→ **Directions for this task**:
Within the entries below, find each line containing the word "NounRule" and copy it.

--- --- ---

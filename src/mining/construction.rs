//! Construction pattern engine
//!
//! For every occurrence of the target lemma, the target's own tag picks a
//! [`ConstructionRule`] (verb, noun or adjective by default) and the rule
//! reads the neighbouring tokens to name a frame such as `"V + to do"` or
//! `"N + of + n."`. Frames are tallied per genre.
//!
//! Rules are registered per [`PosClass`], so new word classes plug in
//! without touching the existing rule bodies.

use indexmap::IndexMap;

use super::{eligible_genres, tag_genre, GenreSkip, MiningContext, MiningOutput, Tally};
use crate::corpus::GenreExamples;
use crate::types::{MiningConfig, PatternEntry, PosClass, TaggedToken};

/// The target occurrence a rule looks at
#[derive(Debug, Clone, Copy)]
pub struct Occurrence<'s> {
    pub tokens: &'s [TaggedToken],
    pub index: usize,
}

impl<'s> Occurrence<'s> {
    pub fn new(tokens: &'s [TaggedToken], index: usize) -> Self {
        Self { tokens, index }
    }

    pub fn target(&self) -> &'s TaggedToken {
        &self.tokens[self.index]
    }

    pub fn next(&self) -> Option<&'s TaggedToken> {
        self.tokens.get(self.index + 1)
    }

    pub fn previous(&self) -> Option<&'s TaggedToken> {
        self.index.checked_sub(1).and_then(|i| self.tokens.get(i))
    }

    pub fn is_sentence_initial(&self) -> bool {
        self.index == 0
    }
}

/// Names the construction a target of one word class appears in
pub trait ConstructionRule: Send + Sync {
    /// The word class this rule handles
    fn word_class(&self) -> PosClass;

    /// The frame template for this occurrence, if any
    fn frame(&self, occ: &Occurrence<'_>, cfg: &MiningConfig) -> Option<String>;
}

/// Shared tail of every rule: infinitive and prepositional complements.
/// The preposition keeps its surface case.
fn complement_frame(prefix: &str, next: &TaggedToken) -> Option<String> {
    match next.class() {
        PosClass::InfinitiveMarker => Some(format!("{prefix} + to do")),
        PosClass::Preposition => Some(format!("{prefix} + {} + n.", next.surface)),
        _ => None,
    }
}

/// `think that ...`, `want to ...`, `look at ...`, `take time`
#[derive(Debug, Clone, Copy, Default)]
pub struct VerbRule;

impl ConstructionRule for VerbRule {
    fn word_class(&self) -> PosClass {
        PosClass::Verb
    }

    fn frame(&self, occ: &Occurrence<'_>, cfg: &MiningConfig) -> Option<String> {
        let next = occ.next()?;
        if next.is("that") {
            return Some("V + that-clause".to_string());
        }
        if let Some(frame) = complement_frame("V", next) {
            return Some(frame);
        }
        // A following subject pronoun starts a new clause, it is not an object
        if next.class().is_nominal() && !cfg.is_subject_pronoun(&next.surface) {
            return Some("V + object (n.)".to_string());
        }
        if occ.is_sentence_initial() || occ.previous().is_some_and(|p| p.surface == ",") {
            return Some("Discourse Marker".to_string());
        }
        None
    }
}

/// `way of life`, `idea that ...`, `way to go`, `search for ...`
#[derive(Debug, Clone, Copy, Default)]
pub struct NounRule;

impl ConstructionRule for NounRule {
    fn word_class(&self) -> PosClass {
        PosClass::Noun
    }

    fn frame(&self, occ: &Occurrence<'_>, _cfg: &MiningConfig) -> Option<String> {
        let next = occ.next()?;
        if next.is("of") {
            return Some("N + of + n.".to_string());
        }
        if next.is("that") {
            return Some("N + that-clause".to_string());
        }
        complement_frame("N", next)
    }
}

/// `happy to see`, `good at ...`
#[derive(Debug, Clone, Copy, Default)]
pub struct AdjectiveRule;

impl ConstructionRule for AdjectiveRule {
    fn word_class(&self) -> PosClass {
        PosClass::Adjective
    }

    fn frame(&self, occ: &Occurrence<'_>, _cfg: &MiningConfig) -> Option<String> {
        complement_frame("Adj", occ.next()?)
    }
}

/// Extracts construction frames around a target lemma
pub struct ConstructionMiner {
    rules: IndexMap<PosClass, Box<dyn ConstructionRule>>,
}

impl Default for ConstructionMiner {
    fn default() -> Self {
        Self::with_defaults()
    }
}

impl ConstructionMiner {
    /// Create a miner with no rules (every occurrence yields nothing)
    pub fn new() -> Self {
        Self {
            rules: IndexMap::new(),
        }
    }

    /// Verb, noun and adjective rules
    pub fn with_defaults() -> Self {
        let mut miner = Self::new();
        miner.add_rule(Box::new(VerbRule));
        miner.add_rule(Box::new(NounRule));
        miner.add_rule(Box::new(AdjectiveRule));
        miner
    }

    /// Register a rule, replacing any rule for the same word class
    pub fn add_rule(&mut self, rule: Box<dyn ConstructionRule>) {
        self.rules.insert(rule.word_class(), rule);
    }

    /// Frame for a single occurrence, dispatched on the target's own tag
    pub fn frame(&self, occ: &Occurrence<'_>, cfg: &MiningConfig) -> Option<String> {
        self.rules
            .get(&occ.target().class())
            .and_then(|rule| rule.frame(occ, cfg))
    }

    /// Tally frames per genre and keep the most frequent ones.
    ///
    /// Genres below the sentence minimum, and genres where no frame reaches
    /// the minimum count, are left out of the result.
    pub fn extract<'a>(
        &self,
        target_lemma: &str,
        top_genres: &[String],
        examples: &GenreExamples<'a>,
        ctx: &MiningContext<'_>,
    ) -> MiningOutput<Vec<PatternEntry>> {
        let cfg = ctx.config;
        let mut out = MiningOutput::default();

        for (genre, sentences) in eligible_genres(top_genres, examples, cfg, &mut out.skipped_genres)
        {
            let mut tally = Tally::new(cfg.pattern_example_cap);

            for sentence in tag_genre(genre, sentences, ctx, &mut out.summary) {
                for index in sentence.occurrences(target_lemma, ctx.lemmas) {
                    let occ = Occurrence::new(&sentence.tokens, index);
                    if let Some(template) = self.frame(&occ, cfg) {
                        tally.record(&template, &sentence.record.text);
                    }
                }
            }

            let entries: Vec<PatternEntry> = tally
                .ranked(cfg.pattern_top_k, cfg.pattern_min_count)
                .into_iter()
                .map(|(template, count, kept)| PatternEntry {
                    template: template.to_string(),
                    count,
                    examples: kept.to_vec(),
                })
                .collect();

            if entries.is_empty() {
                out.skipped_genres.push(GenreSkip::NoQualifyingItems {
                    genre: genre.to_string(),
                });
            } else {
                out.by_genre.insert(genre.to_string(), entries);
            }
        }

        out
    }
}

/// Run the default construction rules over `examples`
pub fn extract_patterns<'a>(
    target_lemma: &str,
    top_genres: &[String],
    examples: &GenreExamples<'a>,
    ctx: &MiningContext<'_>,
) -> MiningOutput<Vec<PatternEntry>> {
    ConstructionMiner::with_defaults().extract(target_lemma, top_genres, examples, ctx)
}

#[cfg(test)]
mod tests {
    use super::*;
    use crate::corpus::aggregate;
    use crate::nlp::lemma::LemmaTable;
    use crate::nlp::tagger::LexiconTagger;
    use crate::types::{CorpusSource, SentenceRecord};

    fn tagged(pairs: &[(&str, &str)]) -> Vec<TaggedToken> {
        pairs.iter().map(|(w, t)| TaggedToken::new(*w, *t)).collect()
    }

    fn frame_at(tokens: &[TaggedToken], index: usize) -> Option<String> {
        ConstructionMiner::with_defaults()
            .frame(&Occurrence::new(tokens, index), &MiningConfig::default())
    }

    fn record(text: &str, genre: &str) -> SentenceRecord {
        SentenceRecord::new(
            text,
            text.split_whitespace().map(str::to_string).collect(),
            CorpusSource::CorpusA,
            genre,
        )
    }

    #[test]
    fn test_verb_that_clause() {
        let tokens = tagged(&[
            ("I", "PRP"),
            ("think", "VBP"),
            ("that", "IN"),
            ("he", "PRP"),
            ("left", "VBD"),
            (".", "."),
        ]);
        assert_eq!(frame_at(&tokens, 1).as_deref(), Some("V + that-clause"));
    }

    #[test]
    fn test_verb_complements() {
        let to_do = tagged(&[("want", "VBP"), ("to", "TO"), ("go", "VB")]);
        assert_eq!(frame_at(&to_do, 0).as_deref(), Some("V + to do"));

        let prep = tagged(&[("we", "PRP"), ("look", "VBP"), ("at", "IN"), ("it", "PRP")]);
        assert_eq!(frame_at(&prep, 1).as_deref(), Some("V + at + n."));

        let upper = tagged(&[("we", "PRP"), ("look", "VBP"), ("At", "IN"), ("it", "PRP")]);
        assert_eq!(frame_at(&upper, 1).as_deref(), Some("V + At + n."));

        let object = tagged(&[("we", "PRP"), ("take", "VBP"), ("time", "NN")]);
        assert_eq!(frame_at(&object, 1).as_deref(), Some("V + object (n.)"));
    }

    #[test]
    fn test_verb_subject_pronoun_is_not_object() {
        // "... I know he is right": "he" opens a clause
        let tokens = tagged(&[("so", "RB"), ("know", "VBP"), ("he", "PRP"), ("is", "VBZ")]);
        assert_eq!(frame_at(&tokens, 1), None);

        // Object pronouns still count
        let tokens = tagged(&[("so", "RB"), ("know", "VBP"), ("him", "PRP"), ("well", "RB")]);
        assert_eq!(frame_at(&tokens, 1).as_deref(), Some("V + object (n.)"));
    }

    #[test]
    fn test_verb_discourse_marker() {
        let initial = tagged(&[("Look", "VB"), ("here", "RB")]);
        assert_eq!(frame_at(&initial, 0).as_deref(), Some("Discourse Marker"));

        let after_comma = tagged(&[("and", "CC"), (",", ","), ("say", "VB"), ("again", "RB")]);
        assert_eq!(frame_at(&after_comma, 2).as_deref(), Some("Discourse Marker"));

        // Sentence-final verbs have no following token to inspect
        let last = tagged(&[("Look", "VB")]);
        assert_eq!(frame_at(&last, 0), None);
    }

    #[test]
    fn test_noun_rules() {
        let of = tagged(&[("the", "DT"), ("way", "NN"), ("of", "IN"), ("life", "NN")]);
        assert_eq!(frame_at(&of, 1).as_deref(), Some("N + of + n."));

        let that = tagged(&[("the", "DT"), ("idea", "NN"), ("that", "IN")]);
        assert_eq!(frame_at(&that, 1).as_deref(), Some("N + that-clause"));

        let to = tagged(&[("a", "DT"), ("way", "NN"), ("to", "TO"), ("go", "VB")]);
        assert_eq!(frame_at(&to, 1).as_deref(), Some("N + to do"));

        let prep = tagged(&[("the", "DT"), ("search", "NN"), ("for", "IN"), ("gold", "NN")]);
        assert_eq!(frame_at(&prep, 1).as_deref(), Some("N + for + n."));

        let none = tagged(&[("the", "DT"), ("way", "NN"), ("home", "NN")]);
        assert_eq!(frame_at(&none, 1), None);
    }

    #[test]
    fn test_adjective_rules() {
        let to = tagged(&[("am", "VBP"), ("happy", "JJ"), ("to", "TO"), ("help", "VB")]);
        assert_eq!(frame_at(&to, 1).as_deref(), Some("Adj + to do"));

        let prep = tagged(&[("is", "VBZ"), ("good", "JJ"), ("at", "IN"), ("chess", "NN")]);
        assert_eq!(frame_at(&prep, 1).as_deref(), Some("Adj + at + n."));
    }

    #[test]
    fn test_other_classes_produce_nothing() {
        let tokens = tagged(&[("very", "RB"), ("to", "TO"), ("go", "VB")]);
        assert_eq!(frame_at(&tokens, 0), None);
    }

    #[test]
    fn test_custom_rule_for_new_class() {
        struct AdverbRule;
        impl ConstructionRule for AdverbRule {
            fn word_class(&self) -> PosClass {
                PosClass::Adverb
            }
            fn frame(&self, occ: &Occurrence<'_>, _cfg: &MiningConfig) -> Option<String> {
                occ.next().map(|_| "Adv + x".to_string())
            }
        }

        let mut miner = ConstructionMiner::with_defaults();
        miner.add_rule(Box::new(AdverbRule));
        let tokens = tagged(&[("very", "RB"), ("good", "JJ")]);
        let occ = Occurrence::new(&tokens, 0);

        assert_eq!(miner.frame(&occ, &MiningConfig::default()).as_deref(), Some("Adv + x"));
    }

    fn happy_records(genre: &str) -> Vec<SentenceRecord> {
        vec![
            record("I am happy to see you .", genre),
            record("She is happy to help .", genre),
            record("They were happy with the result .", genre),
            record("We walked home in the rain .", genre),
            record("The weather was cold and grey .", genre),
        ]
    }

    #[test]
    fn test_happy_scenario_extracts_adj_to_do() {
        let records = happy_records("fiction");
        let cfg = MiningConfig::default();
        let agg = aggregate(&records, &cfg);
        let tagger = LexiconTagger::new().with_entry("happy", "JJ");
        let lemmas = LemmaTable::new();
        let ctx = MiningContext::new(&tagger, &lemmas, &cfg);

        let out = extract_patterns("happy", &agg.top_genres, &agg.examples, &ctx);
        let patterns = &out.by_genre["fiction"];

        assert_eq!(patterns.len(), 1);
        assert_eq!(patterns[0].template, "Adj + to do");
        assert_eq!(patterns[0].count, 2);
        assert_eq!(
            patterns[0].examples,
            vec!["I am happy to see you .", "She is happy to help ."]
        );
        // "happy with" only occurred once
        assert_eq!(out.summary.tagged, 5);
    }

    #[test]
    fn test_four_sentences_never_qualify() {
        let mut records = happy_records("fiction");
        records.pop();
        let cfg = MiningConfig::default();
        let agg = aggregate(&records, &cfg);
        let tagger = LexiconTagger::new().with_entry("happy", "JJ");
        let lemmas = LemmaTable::new();
        let ctx = MiningContext::new(&tagger, &lemmas, &cfg);

        let out = extract_patterns("happy", &agg.top_genres, &agg.examples, &ctx);

        assert!(out.by_genre.is_empty());
        assert_eq!(
            out.skipped_genres,
            vec![GenreSkip::InsufficientData {
                genre: "fiction".into(),
                sentences: 4
            }]
        );
        assert_eq!(out.summary.total(), 0);
    }

    #[test]
    fn test_extraction_is_idempotent() {
        let mut records = happy_records("fiction");
        records.extend(happy_records("news"));
        let cfg = MiningConfig::default();
        let agg = aggregate(&records, &cfg);
        let tagger = LexiconTagger::new().with_entry("happy", "JJ");
        let lemmas = LemmaTable::new();
        let ctx = MiningContext::new(&tagger, &lemmas, &cfg);

        let first = extract_patterns("happy", &agg.top_genres, &agg.examples, &ctx);
        let second = extract_patterns("happy", &agg.top_genres, &agg.examples, &ctx);

        assert_eq!(first.by_genre, second.by_genre);
        assert_eq!(first.by_genre.len(), 2);
    }

    #[test]
    fn test_lemmatized_occurrences_share_a_tally() {
        let records = vec![
            record("He thought that it was over .", "news"),
            record("She thinks that we should stay .", "news"),
            record("Nobody knows what will happen next .", "news"),
            record("The market closed lower on Friday .", "news"),
            record("Prices rose sharply last month .", "news"),
        ];
        let cfg = MiningConfig::default();
        let agg = aggregate(&records, &cfg);
        let tagger = LexiconTagger::new()
            .with_entry("thought", "VBD")
            .with_entry("thinks", "VBZ");
        let lemmas = LemmaTable::from_exchange_entries([("think", "p:thought/d:thought/3:thinks")]);
        let ctx = MiningContext::new(&tagger, &lemmas, &cfg);

        let out = extract_patterns("think", &agg.top_genres, &agg.examples, &ctx);

        assert_eq!(out.by_genre["news"][0].template, "V + that-clause");
        assert_eq!(out.by_genre["news"][0].count, 2);
    }
}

--- --- ---

→ **Solution to this exercise**:
pub struct NounRule;
impl ConstructionRule for NounRule {
        miner.add_rule(Box::new(NounRule));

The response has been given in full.